Method for controlling a drive unit ( 1 ), in particular of a vehicle in which the drive unit ( 1 ) is controlled by at least one control variable, characterized in that an operating variable of the drive unit which is different from at least one control variable ( 1 ) determined first actual torque of the drive unit ( 1 ) with a torque value that is characteristic of the at least one control variable. Method according to Claim 1, characterized in that a torque value which is characteristic of the at least one control variable is one of the at least one control variable of the drive unit ( 1 ) derived second actual torque is selected. Method according to Claim 1, characterized in that a setpoint torque of the drive unit (as the torque value characteristic of the at least one control variable) 1 ) is selected. A method according to claim 2, characterized in that the second actual torque of the drive unit ( 1 ) is monitored by comparing it with an allowable torque.
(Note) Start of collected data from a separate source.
//! PreviewRenderer - human-readable previews and clarification prompts.

use std::sync::Arc;

use crate::domain::datetime::DateTimeNormalizer;
use crate::domain::extraction::{ExtractionResult, TaskChanges, TaskUpdate};
use crate::domain::projects::ProjectDirectory;
use crate::domain::session::Keyboard;

use super::entity_resolver::EntityResolver;

const BLANK: &str = "—";
const MATCH_SAMPLE: usize = 3;

pub struct PreviewRenderer {
    normalizer: DateTimeNormalizer,
    projects: ProjectDirectory,
    /// Present when the store is configured; enables match counts.
    resolver: Option<Arc<EntityResolver>>,
}

impl PreviewRenderer {
    pub fn new(normalizer: DateTimeNormalizer, projects: ProjectDirectory) -> Self {
        Self {
            normalizer,
            projects,
            resolver: None,
        }
    }

    pub fn with_resolver(mut self, resolver: Arc<EntityResolver>) -> Self {
        self.resolver = Some(resolver);
        self
    }

    /// Renders the preview for `result`.
    ///
    /// A query-only result renders as its answer alone.
    pub async fn render(&self, result: &ExtractionResult, original: &str) -> String {
        if result.is_query_only() {
            return result.answer().unwrap_or_default().to_string();
        }

        let mut lines: Vec<String> = vec![
            "Original text:".into(),
            original.trim().to_string(),
            String::new(),
            "New tasks:".into(),
        ];

        if result.tasks_new.is_empty() {
            lines.push(format!("{BLANK} (no tasks found)"));
        }
        for (n, task) in result.tasks_new.iter().enumerate() {
            let labels = if task.labels.is_empty() {
                BLANK.to_string()
            } else {
                task.labels.join(", ")
            };
            lines.extend([
                format!("#{}: {}", n + 1, task.title),
                format!("  body: {}", or_blank(task.body.as_deref())),
                format!("  created_at: {}", or_blank(task.created_at.as_deref())),
                format!("  project: {}", or_blank(task.project.as_deref())),
                format!("  labels: {labels}"),
                format!("  priority: {}", or_blank(task.priority.map(|p| p.as_str()))),
                format!(
                    "  deadline: {}",
                    self.normalizer.format_local_wall(task.deadline.as_deref(), original)
                ),
                format!("  direction: {}", or_blank(task.direction.map(|d| d.as_str()))),
                String::new(),
            ]);
        }

        if !result.reminders.is_empty() {
            lines.push("Reminders (will be created):".into());
            for (n, reminder) in result.reminders.iter().enumerate() {
                let at = match reminder.absolute_time() {
                    Some(at) => self.normalizer.format_local_wall(Some(at), original),
                    None => BLANK.to_string(),
                };
                lines.push(format!(
                    "{}. {} (at: {at}, offset: {})",
                    n + 1,
                    reminder.title,
                    or_blank(reminder.offset.as_deref())
                ));
            }
            lines.push(String::new());
        }

        if !result.tasks_updates.is_empty() {
            lines.push("Planned updates:".into());
            for update in &result.tasks_updates {
                lines.push(self.update_line(update, original).await);
            }
        }

        if let Some(answer) = result.answer() {
            lines.push("Answer:".into());
            lines.push(answer.to_string());
        }

        lines.join("\n").trim().to_string()
    }

    async fn update_line(&self, update: &TaskUpdate, original: &str) -> String {
        let target = update.target.trim();
        let changes = self.describe_changes(&update.changes, original);
        let mut line = format!(
            "- target: {} | changes: {}",
            if target.is_empty() { "(to clarify)" } else { target },
            if changes.is_empty() {
                BLANK.to_string()
            } else {
                changes.join(", ")
            }
        );

        if let Some(resolver) = &self.resolver {
            let matches = resolver.resolve(target, Some(original)).await;
            if matches.is_empty() {
                line.push_str(" | matches: 0");
            } else {
                let sample: Vec<&str> = matches
                    .iter()
                    .take(MATCH_SAMPLE)
                    .map(|m| m.content.as_str())
                    .collect();
                let more = if matches.len() > MATCH_SAMPLE { "…" } else { "" };
                line.push_str(&format!(
                    " | matches: {} ({}{more})",
                    matches.len(),
                    sample.join(", ")
                ));
            }
        }
        line
    }

    fn describe_changes(&self, changes: &TaskChanges, original: &str) -> Vec<String> {
        let mut items = Vec::new();
        if let Some(title) = changes.new_title() {
            items.push(format!("title→{title}"));
        }
        if changes.appended_description().is_some() {
            items.push("append_description".into());
        }
        if let Some(priority) = changes.priority {
            items.push(format!("priority→{}", priority.as_str()));
        }
        if let Some(deadline) = changes.new_deadline() {
            items.push(format!(
                "deadline→{}",
                self.normalizer.format_local_wall(Some(deadline), original)
            ));
        }
        if !changes.labels_add.is_empty() {
            items.push(format!("labels+={}", changes.labels_add.join(",")));
        }
        if !changes.labels_remove.is_empty() {
            items.push(format!("labels-={}", changes.labels_remove.join(",")));
        }
        if let Some(status) = changes.status {
            items.push(format!("status→{}", status.as_str()));
        }
        if let Some(project) = changes.target_project() {
            items.push(format!("move→{project}"));
        }
        items
    }

    /// Numbered questions; questions about a project list the known projects.
    pub fn format_questions(&self, questions: &[&str]) -> String {
        let options: Vec<&str> = self.projects.names().collect();
        questions
            .iter()
            .enumerate()
            .map(|(n, question)| {
                let mut line = format!("{}. {question}", n + 1);
                if mentions_project(question) && !options.is_empty() {
                    line.push_str(&format!("\n   Options: {}", options.join(", ")));
                }
                line
            })
            .collect::<Vec<_>>()
            .join("\n")
    }

    /// Project buttons when any question asks about a project.
    pub fn question_keyboard(&self, questions: &[&str]) -> Option<Keyboard> {
        if self.projects.is_empty() || !questions.iter().any(|q| mentions_project(q)) {
            return None;
        }
        Some(Keyboard::project_choice(self.projects.names()))
    }
}

fn or_blank(value: Option<&str>) -> &str {
    value.map(str::trim).filter(|v| !v.is_empty()).unwrap_or(BLANK)
}

fn mentions_project(question: &str) -> bool {
    let lowered = question.to_lowercase();
    lowered.contains("project") || lowered.contains("проект")
}

#[cfg(test)]
mod tests {
    use super::*;
    use crate::adapters::memory::InMemoryTaskStore;
    use crate::domain::extraction::{NewTask, Priority, Reminder, TaskStatus};
    use crate::domain::foundation::TaskId;
    use crate::domain::resolver::TaskRecord;

    fn renderer() -> PreviewRenderer {
        PreviewRenderer::new(
            DateTimeNormalizer::from_name("Europe/Moscow"),
            ProjectDirectory::parse("Work:77,Home"),
        )
    }

    #[tokio::test]
    async fn query_only_renders_answer_alone() {
        let result = ExtractionResult {
            query_answer: Some("You have two tasks today.".into()),
            ..Default::default()
        };
        assert_eq!(renderer().render(&result, "what today?").await, "You have two tasks today.");
    }

    #[tokio::test]
    async fn new_tasks_show_local_deadline() {
        let result = ExtractionResult {
            tasks_new: vec![NewTask {
                priority: Some(Priority::High),
                labels: vec!["work".into()],
                deadline: Some("2025-03-10T15:00:00Z".into()),
                ..NewTask::titled("Send invoice")
            }],
            ..Default::default()
        };
        let text = renderer().render(&result, "  send invoice at 18:00 ").await;

        assert!(text.starts_with("Original text:\nsend invoice at 18:00\n"));
        assert!(text.contains("#1: Send invoice"));
        assert!(text.contains("  priority: high"));
        assert!(text.contains("  labels: work"));
        assert!(text.contains("  deadline: 2025-03-10T18:00:00"));
        assert!(text.contains("  body: —"));
    }

    #[tokio::test]
    async fn empty_result_says_nothing_found() {
        let text = renderer().render(&ExtractionResult::default(), "hmm").await;
        assert!(text.contains("— (no tasks found)"));
        assert!(!text.contains("Answer:"));
    }

    #[tokio::test]
    async fn reminders_and_answer_are_listed() {
        let result = ExtractionResult {
            tasks_new: vec![NewTask::titled("Call mom")],
            reminders: vec![
                Reminder {
                    at: Some("2025-03-10T09:00:00".into()),
                    ..Reminder { title: "Call mom".into(), ..Default::default() }
                },
                Reminder {
                    offset: Some("PT15M".into()),
                    ..Reminder { title: "Stretch".into(), ..Default::default() }
                },
            ],
            query_answer: Some("Nothing else is due.".into()),
            ..Default::default()
        };
        let text = renderer().render(&result, "call mom").await;

        assert!(text.contains("1. Call mom (at: 2025-03-10T09:00:00, offset: —)"));
        assert!(text.contains("2. Stretch (at: —, offset: PT15M)"));
        assert!(text.ends_with("Answer:\nNothing else is due."));
    }

    #[tokio::test]
    async fn updates_show_changes_and_match_counts() {
        let store = InMemoryTaskStore::new()
            .with_task(TaskRecord::new(TaskId::new("1").unwrap(), "Report draft"))
            .with_task(TaskRecord::new(TaskId::new("2").unwrap(), "Report final"));
        let resolver = Arc::new(EntityResolver::new(
            Arc::new(store),
            ProjectDirectory::parse("Work:77"),
            DateTimeNormalizer::from_name("UTC"),
        ));
        let result = ExtractionResult {
            tasks_updates: vec![TaskUpdate {
                target: "report".into(),
                changes: TaskChanges {
                    status: Some(TaskStatus::Done),
                    labels_add: vec!["q1".into()],
                    project: Some("Work".into()),
                    ..Default::default()
                },
                ..Default::default()
            }],
            ..Default::default()
        };

        let text = renderer().with_resolver(resolver).render(&result, "close report").await;
        assert!(text.contains(
            "- target: report | changes: labels+=q1, status→done, move→Work | matches: 2 (Report draft, Report final)"
        ));
    }

    #[test]
    fn project_questions_get_options_and_keyboard() {
        let renderer = renderer();
        let questions = ["Which project should it go to?", "When is it due?"];

        assert_eq!(
            renderer.format_questions(&questions),
            "1. Which project should it go to?\n   Options: Work, Home\n2. When is it due?"
        );
        let keyboard = renderer.question_keyboard(&questions).unwrap();
        let data: Vec<&str> = keyboard.buttons().map(|b| b.data.as_str()).collect();
        assert_eq!(data, vec!["clarify:project:Work", "clarify:project:Home", "clarify:project:"]);

        assert!(renderer.question_keyboard(&["When is it due?"]).is_none());
    }
}
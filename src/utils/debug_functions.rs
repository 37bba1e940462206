//! Debug functions for the game.
use bevy::{prelude::*, window::*};

use crate::utils::constants::cube_constants::CUBE_SPACING;
use crate::utils::objects::{Cubelet, RotationState};

pub struct DebugFunctionsPlugin;

impl Plugin for DebugFunctionsPlugin {
    fn build(&self, app: &mut App) {
        app.add_systems(Update, (toggle_vsync, visualize_lattice));
    }
}

/// Toggles VSync when the 'V' key is pressed.
fn toggle_vsync(input: Res<ButtonInput<KeyCode>>, mut window: Query<&mut Window>) {
    if input.just_pressed(KeyCode::KeyV) {
        let Ok(mut window) = window.single_mut() else {
            return;
        };

        window.present_mode = if matches!(window.present_mode, PresentMode::AutoVsync) {
            PresentMode::AutoNoVsync
        } else {
            PresentMode::AutoVsync
        };

        info!("PRESENT_MODE: {:?}", window.present_mode);
    }
}

/// Visualizes the remembered lattice when the 'L' key is pressed:
/// a wireframe cell per cubelet plus the axis of the turn in flight.
fn visualize_lattice(
    mut gizmos: Gizmos,
    cubelets: Query<&Cubelet>,
    rotation: Res<RotationState>,
    input: Res<ButtonInput<KeyCode>>,
    mut show_lattice: Local<bool>,
) {
    if input.just_pressed(KeyCode::KeyL) {
        *show_lattice = !*show_lattice;
        info!("Lattice visualization: {}", *show_lattice);
    }

    if *show_lattice {
        for cubelet in &cubelets {
            gizmos.cuboid(
                Transform::from_translation(cubelet.lattice.as_vec3() * CUBE_SPACING)
                    .with_scale(Vec3::splat(CUBE_SPACING)),
                Color::srgb(0.3, 0.9, 0.3),
            );
        }

        if let Some(active) = &rotation.active {
            let axis = active.axis.unit() * CUBE_SPACING * 3.0;
            gizmos.line(-axis, axis, Color::srgb(1.0, 0.3, 0.3));
        }
    }
}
Method according to one of the preceding claims, characterized in that the first actual torque as a function of an engine speed of the drive unit ( 1 ) is determined. Method according to claim 2, 4 or 5, characterized in that that the second actual torque as a function of a control period and / or a start of control of the at least one control variable is determined becomes. Method according to one of the preceding claims, characterized in that a fuel injection ( 5 ), an ignition angle ( 10 ) or an adjustment of the air supply ( 15 ), preferably via a throttle valve. Method according to one of the preceding claims, characterized characterized that for the case in which the first actual torque by more than a predetermined Value deviates from the characteristic torque value, the plausibility check recognized as failed and an error response is initiated. Contraption ( 20 ) to control a drive unit ( 1 ), in particular a vehicle, with control means ( 25 . 30 . 35 ) to control the drive unit ( 1 ) by at least one control variable, characterized in that plausibility checking means ( 40 ) are provided, which comprise an operating variable of the drive unit which is different from at least one control variable ( 1 ) determined first actual torque of the drive unit ( 1 ) with a torque value that is characteristic of the at least one control variable.